The site itself was built by a Pakistani man known only as “Nawaz”, who was found on an Israeli site, Fiverr, which links freelances all around the world with customers. All that a site like this does is to rewrite real news stories and add a — frequently grotesque — spin to them. The grotesquerie is, in fact, a selling point. The wonderfully named “Garbage Day” newsletter drew my attention to a Facebook group full of pictures of Jesus in the company of air stewardesses, all generated, of course, by AI. The group has nearly half a million followers, many of whom will be human.

It is extraordinary how unfettered global capitalism has produced a media ecology so very like that of President Putin’s Russia, in which “nothing is true and everything is possible”, to quote the title of Peter Pomerantsev’s excellent book on the destruction of trust under totalitarian rule.


THE NEW YORKER
had a story about a more intimate destruction of trust. Christopher Fiorello was raised a fundamentalist Christian in Missouri, grew up, lost his faith, and then discovered the teachings of Baba Ram Dass, formerly Richard Alpert, one of the Harvard psychologists who evangelised for the use of LSD in the early 1960s. Disillusioned with acid culture, Ram Dass had converted to an eccentric strain of Hinduism in 1967. By 2019, he was a guru dying in Hawaii, and Fiorello, in his early thirties, was one of his carers.

Fiorello wrote: “In his 1971 book, ‘Be Here Now’, which has sold more than two million copies worldwide, Ram Dass summarizes his views: ‘You are eternal. . . There is no fear of death because / there is no death / it’s just a transformation / an illusion.’”

And then this enlightened being died in front of his disciples: “I was on one side of Ram Dass’s bed. . . Then Ram Dass started choking. It wasn’t that different from any of the other horrible breaths he’d taken that morning, except that he just couldn’t breathe it. When he realized this, he turned to me with a look that haunts me even now: light eyes wide as quarters, mouth open, lips a bit rounded.

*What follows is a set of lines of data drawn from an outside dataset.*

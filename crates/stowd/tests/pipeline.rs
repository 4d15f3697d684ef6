//! Store → service → sink, end to end.

use std::path::PathBuf;

use stowgrid_dispatch::{
    ConsumerOptions, ConsumerStats, Delivery, DistributionService, INSUFFICIENT_CAPACITY,
    JsonLinesSink, MemorySink, OutboundPlan, QueueConsumer,
};
use stowgrid_placement::WfdPacker;
use stowgrid_state::{SeedData, StateStore};
use tokio::sync::{mpsc, watch};

fn fixture(name: &str) -> PathBuf {
    PathBuf::from(env!("CARGO_MANIFEST_DIR"))
        .join("tests")
        .join("fixtures")
        .join(name)
}

fn seeded_store(dir: &tempfile::TempDir) -> StateStore {
    let seed: SeedData = serde_json::from_slice(&std::fs::read(fixture("seed.json")).unwrap()).unwrap();
    let store = StateStore::open(&dir.path().join("stowgrid.redb")).unwrap();
    store.import_snapshot(&seed).unwrap();
    store
}

fn lines(plan: &OutboundPlan) -> Vec<(&str, &str, u32)> {
    plan.moves
        .iter()
        .map(|m| (m.warehouse_id.as_str(), m.product_id.as_str(), m.quantity))
        .collect()
}

#[tokio::test]
async fn seeded_supply_is_distributed() {
    let dir = tempfile::tempdir().unwrap();
    let sink = MemorySink::new();
    let service = DistributionService::new(seeded_store(&dir), Box::new(WfdPacker::new()), sink.clone());

    let plan = service.calculate("req-1", "sup-1").await.unwrap();

    // kyiv and lviv both start at 0.2 (lviv counts its in-transit pallet),
    // the hub at 0.9. The container fits nowhere.
    assert_eq!(
        lines(&plan),
        vec![("kyiv", "box", 3), ("kyiv", "pallet", 1), ("lviv", "pallet", 1)]
    );
    assert_eq!(plan.source_id, "hub");
    assert_eq!(plan.supply_id, "sup-1");
    assert_eq!(plan.unallocated.len(), 1);
    assert_eq!(plan.unallocated[0].product_id, "container");
    assert_eq!(plan.unallocated[0].reason, INSUFFICIENT_CAPACITY);
    assert_eq!(sink.plans(), vec![plan]);
}

#[tokio::test]
async fn consumer_writes_json_lines() {
    let dir = tempfile::tempdir().unwrap();
    let out = dir.path().join("plans.jsonl");
    let service = DistributionService::new(
        seeded_store(&dir),
        Box::new(WfdPacker::new()),
        JsonLinesSink::file(&out),
    );
    let consumer = QueueConsumer::new("calculation.requests", service, ConsumerOptions::default());

    let (tx, rx) = mpsc::channel(8);
    let (_shutdown_tx, shutdown_rx) = watch::channel(false);
    tx.send(Delivery::new(r#"{"request_id":"req-1","supply_id":"sup-1","initiated_by_username":"olena"}"#))
        .await
        .unwrap();
    tx.send(Delivery::new("definitely not json")).await.unwrap();
    drop(tx);

    let stats = consumer.run(rx, shutdown_rx).await;
    assert_eq!(
        stats,
        ConsumerStats {
            acked: 1,
            requeued: 0,
            dropped: 1
        }
    );

    let written = std::fs::read_to_string(&out).unwrap();
    let plans: Vec<OutboundPlan> = written.lines().map(|l| serde_json::from_str(l).unwrap()).collect();
    assert_eq!(plans.len(), 1);
    assert_eq!(plans[0].request_id, "req-1");
    assert_eq!(plans[0].allocated_units(), 5);
}

#[tokio::test]
async fn repeated_requests_see_the_same_network() {
    let dir = tempfile::tempdir().unwrap();
    let service = DistributionService::new(
        seeded_store(&dir),
        Box::new(WfdPacker::new()),
        MemorySink::new(),
    );

    let first = service.calculate("req-1", "sup-1").await.unwrap();
    let second = service.calculate("req-2", "sup-1").await.unwrap();

    assert_eq!(first.moves, second.moves);
    assert_eq!(first.unallocated, second.unallocated);
}
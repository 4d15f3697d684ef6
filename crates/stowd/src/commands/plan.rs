use std::path::Path;

use serde::Serialize;
use tracing::info;

use stow_core::{PackerKind, Snapshot};
use stowgrid_placement::{BalanceReport, packer_for};

fn read_snapshot(path: &Path) -> anyhow::Result<Snapshot> {
    Ok(Snapshot::from_json(&std::fs::read(path)?)?)
}

pub fn plan(path: &Path, kind: PackerKind, request_id: &str) -> anyhow::Result<()> {
    let snapshot = read_snapshot(path)?;
    let packer = packer_for(kind);

    let plan = packer.distribute(request_id, snapshot.warehouses, snapshot.items)?;
    info!(
        packer = packer.name(),
        moves = plan.moves().len(),
        unallocated = plan.unallocated().len(),
        "plan computed"
    );

    println!("{}", serde_json::to_string_pretty(&plan)?);
    Ok(())
}

#[derive(Serialize)]
pub struct StrategyReport {
    pub packer: &'static str,
    #[serde(flatten)]
    pub balance: BalanceReport,
}

/// Run every packer on `snapshot`.
pub fn run_all(snapshot: &Snapshot, request_id: &str) -> anyhow::Result<Vec<StrategyReport>> {
    [PackerKind::Wfd, PackerKind::FirstFit]
        .into_iter()
        .map(|kind| -> anyhow::Result<StrategyReport> {
            let packer = packer_for(kind);
            let plan = packer.distribute(
                request_id,
                snapshot.warehouses.clone(),
                snapshot.items.clone(),
            )?;
            Ok(StrategyReport {
                packer: packer.name(),
                balance: BalanceReport::from_plan(&snapshot.warehouses, &plan),
            })
        })
        .collect()
}

pub fn format_reports(reports: &[StrategyReport]) -> String {
    let mut out = format!(
        "{:<10} {:>8} {:>12} {:>10} {:>8}\n",
        "packer", "moves", "unallocated", "mean load", "cv"
    );
    for r in reports {
        out.push_str(&format!(
            "{:<10} {:>8} {:>12} {:>10.4} {:>8.4}\n",
            r.packer,
            r.balance.moves,
            r.balance.unallocated,
            r.balance.mean_load_ratio,
            r.balance.coefficient_of_variation,
        ));
    }
    out
}

pub fn compare(path: &Path, format: &str) -> anyhow::Result<()> {
    let snapshot = read_snapshot(path)?;
    let reports = run_all(&snapshot, "compare")?;

    match format {
        "json" => println!("{}", serde_json::to_string_pretty(&reports)?),
        _ => print!("{}", format_reports(&reports)),
    }
    Ok(())
}
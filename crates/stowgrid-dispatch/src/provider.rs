//! Read side of the service: where snapshots come from.

use stow_core::{Item, Warehouse};
use stowgrid_placement::{loads_to_warehouses, units_to_items};
use stowgrid_state::{StateResult, StateStore};

/// Source of the network state an allocation run starts from.
///
/// Implementations return fresh values on every call; the service mutates
/// what it receives.
pub trait StateProvider: Send + Sync {
    /// Every warehouse with stock and inbound shipments folded in.
    fn fetch_warehouses(&self) -> StateResult<Vec<Warehouse>>;

    /// One item per unit of the supply still waiting for distribution.
    fn fetch_pending_items(&self, supply_id: &str) -> StateResult<Vec<Item>>;

    /// Hub the supply arrived at.
    fn source_warehouse(&self, supply_id: &str) -> StateResult<String>;
}

impl StateProvider for StateStore {
    fn fetch_warehouses(&self) -> StateResult<Vec<Warehouse>> {
        Ok(loads_to_warehouses(&self.network_loads()?))
    }

    fn fetch_pending_items(&self, supply_id: &str) -> StateResult<Vec<Item>> {
        Ok(units_to_items(&self.supply_units(supply_id)?))
    }

    fn source_warehouse(&self, supply_id: &str) -> StateResult<String> {
        self.supply_source(supply_id)
    }
}
//! stowgrid distribution engine.
//!
//! Decides which warehouse receives each unit of an incoming supply. The
//! engine is pure: it takes a snapshot of warehouses and items, returns a
//! [`DistributionPlan`], and never touches storage or the network.
//!
//! # Components
//!
//! - **`packer`** — Packing strategies (worst-fit decreasing, first-fit)
//! - **`heap`** — Min-heap of warehouses keyed by utilization
//! - **`plan`** — Moves and unallocated items of one run
//! - **`balance`** — Load-spread statistics for comparing strategies
//! - **`convert`** — Type conversions from state store types

pub mod balance;
pub mod convert;
pub mod heap;
pub mod packer;
pub mod plan;

pub use balance::{BalanceReport, WarehouseBalance, mean_and_cv};
pub use convert::{load_to_warehouse, loads_to_warehouses, unit_to_item, units_to_items};
pub use heap::UtilizationHeap;
pub use packer::{FirstFitPacker, Packer, WfdPacker, packer_for};
pub use plan::{DistributionPlan, Move, PlanBuilder};
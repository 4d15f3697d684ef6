//! Type conversions between state store types and engine types.
//!
//! Bridges `stowgrid_state::{WarehouseLoad, SupplyUnit}` to the engine's
//! [`Warehouse`] and [`Item`]. Every unit becomes its own item keyed by
//! product id, so several items may share an id.

use stow_core::{Item, Warehouse};
use stowgrid_state::{SupplyUnit, WarehouseLoad};

/// Convert an aggregated [`WarehouseLoad`] to an engine [`Warehouse`].
pub fn load_to_warehouse(load: &WarehouseLoad) -> Warehouse {
    Warehouse::new(load.warehouse_id.clone(), load.total_capacity_m3)
        .with_stock(load.current_stock_m3)
        .with_incoming(load.incoming_m3)
}

pub fn loads_to_warehouses(loads: &[WarehouseLoad]) -> Vec<Warehouse> {
    loads.iter().map(load_to_warehouse).collect()
}

pub fn unit_to_item(unit: &SupplyUnit) -> Item {
    Item::new(unit.product_id.clone(), unit.volume_m3, unit.priority)
}

pub fn units_to_items(units: &[SupplyUnit]) -> Vec<Item> {
    units.iter().map(unit_to_item).collect()
}
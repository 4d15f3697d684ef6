//! Outbound plan — the aggregated form a plan is delivered in.
//!
//! The engine emits one move per unit. Consumers of the plan want one line
//! per `(warehouse, product)` pair with a unit count, so moves sharing both
//! ids collapse into a single [`OutboundMove`]. Lines are ordered by
//! warehouse id, then product id.

use std::collections::BTreeMap;
use std::time::{SystemTime, UNIX_EPOCH};

use serde::{Deserialize, Serialize};

use stowgrid_placement::DistributionPlan;

/// Reason attached to every unit no warehouse could take.
pub const INSUFFICIENT_CAPACITY: &str = "insufficient_capacity";

#[derive(Debug, Clone, PartialEq, Serialize, Deserialize)]
pub struct OutboundMove {
    pub product_id: String,
    pub warehouse_id: String,
    /// Volume of one unit.
    pub volume_m3: f64,
    pub quantity: u32,
}

#[derive(Debug, Clone, PartialEq, Serialize, Deserialize)]
pub struct UnallocatedUnit {
    pub product_id: String,
    pub volume_m3: f64,
    pub reason: String,
}

#[derive(Debug, Clone, PartialEq, Serialize, Deserialize)]
pub struct OutboundPlan {
    pub request_id: String,
    pub supply_id: String,
    /// Hub the goods ship from.
    pub source_id: String,
    pub moves: Vec<OutboundMove>,
    pub unallocated: Vec<UnallocatedUnit>,
    /// Unix seconds.
    pub generated_at: u64,
}

impl OutboundPlan {
    /// Aggregate `plan`, stamped with the current time.
    pub fn new(plan: DistributionPlan, supply_id: &str, source_id: &str) -> Self {
        let now = SystemTime::now()
            .duration_since(UNIX_EPOCH)
            .map(|d| d.as_secs())
            .unwrap_or(0);
        Self::at(plan, supply_id, source_id, now)
    }

    pub fn at(plan: DistributionPlan, supply_id: &str, source_id: &str, generated_at: u64) -> Self {
        let (request_id, moves, unallocated) = plan.into_parts();

        let mut grouped: BTreeMap<(String, String), OutboundMove> = BTreeMap::new();
        for m in moves {
            let line = grouped
                .entry((m.warehouse_id.clone(), m.item_id.clone()))
                .or_insert_with(|| OutboundMove {
                    product_id: m.item_id.clone(),
                    warehouse_id: m.warehouse_id.clone(),
                    volume_m3: m.volume_m3,
                    quantity: 0,
                });
            line.quantity += 1;
            line.volume_m3 = m.volume_m3;
        }

        let unallocated = unallocated
            .into_iter()
            .map(|item| UnallocatedUnit {
                product_id: item.id,
                volume_m3: item.volume_m3,
                reason: INSUFFICIENT_CAPACITY.to_string(),
            })
            .collect();

        Self {
            request_id,
            supply_id: supply_id.to_string(),
            source_id: source_id.to_string(),
            moves: grouped.into_values().collect(),
            unallocated,
            generated_at,
        }
    }

    /// Units routed by this plan.
    pub fn allocated_units(&self) -> u32 {
        self.moves.iter().map(|m| m.quantity).sum()
    }

    pub fn allocated_volume_m3(&self) -> f64 {
        self.moves
            .iter()
            .map(|m| m.volume_m3 * f64::from(m.quantity))
            .sum()
    }
}

#[cfg(test)]
mod tests {
    use super::*;
    use stow_core::Item;
    use stowgrid_placement::PlanBuilder;

    fn sample_plan() -> DistributionPlan {
        let mut b = PlanBuilder::new("req-1");
        b.record_move(&Item::new("box", 2.0, 10), "lviv");
        b.record_move(&Item::new("box", 2.0, 10), "kyiv");
        b.record_move(&Item::new("box", 2.0, 10), "lviv");
        b.record_move(&Item::new("crate", 5.0, 10), "kyiv");
        b.record_unallocated(Item::new("pallet", 900.0, 10));
        b.record_unallocated(Item::new("pallet", 900.0, 10));
        b.build()
    }

    #[test]
    fn groups_moves_by_warehouse_and_product() {
        let out = OutboundPlan::at(sample_plan(), "sup-1", "hub", 1_700_000_000);

        let lines: Vec<(&str, &str, u32)> = out
            .moves
            .iter()
            .map(|m| (m.warehouse_id.as_str(), m.product_id.as_str(), m.quantity))
            .collect();
        assert_eq!(
            lines,
            vec![("kyiv", "box", 1), ("kyiv", "crate", 1), ("lviv", "box", 2)]
        );
        assert_eq!(out.moves[2].volume_m3, 2.0);
        assert_eq!(out.allocated_units(), 4);
        assert_eq!(out.allocated_volume_m3(), 11.0);
    }

    #[test]
    fn unallocated_units_are_tagged() {
        let out = OutboundPlan::at(sample_plan(), "sup-1", "hub", 0);

        assert_eq!(out.unallocated.len(), 2);
        assert!(out
            .unallocated
            .iter()
            .all(|u| u.product_id == "pallet" && u.reason == INSUFFICIENT_CAPACITY));
    }

    #[test]
    fn carries_request_metadata() {
        let out = OutboundPlan::at(sample_plan(), "sup-1", "hub", 1234);
        assert_eq!(out.request_id, "req-1");
        assert_eq!(out.supply_id, "sup-1");
        assert_eq!(out.source_id, "hub");
        assert_eq!(out.generated_at, 1234);

        let json = serde_json::to_value(&out).unwrap();
        assert_eq!(json["moves"][0]["quantity"], 1);
        assert_eq!(json["unallocated"][0]["reason"], "insufficient_capacity");
    }

    #[test]
    fn empty_plan_has_no_lines() {
        let out = OutboundPlan::new(PlanBuilder::new("req-0").build(), "s", "h");
        assert!(out.moves.is_empty());
        assert!(out.unallocated.is_empty());
        assert!(out.generated_at > 0);
    }
}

“I’ve no idea what Ram Dass felt in those final moments, what he could see or hear. I don’t even really know if that was fear I saw in his eyes, though it certainly looked like it. . . I waited for grace, for him to speak reassuringly from some other plane of reality. Instead, I was taken back to our final moments together, where fear sutured me to each passing second. Not fear of the past or some uncertain future, but fear of the vast, strange intensity of what is.”

It’s very rare to read something that acknowledges the part played by this kind of fear in religious experience.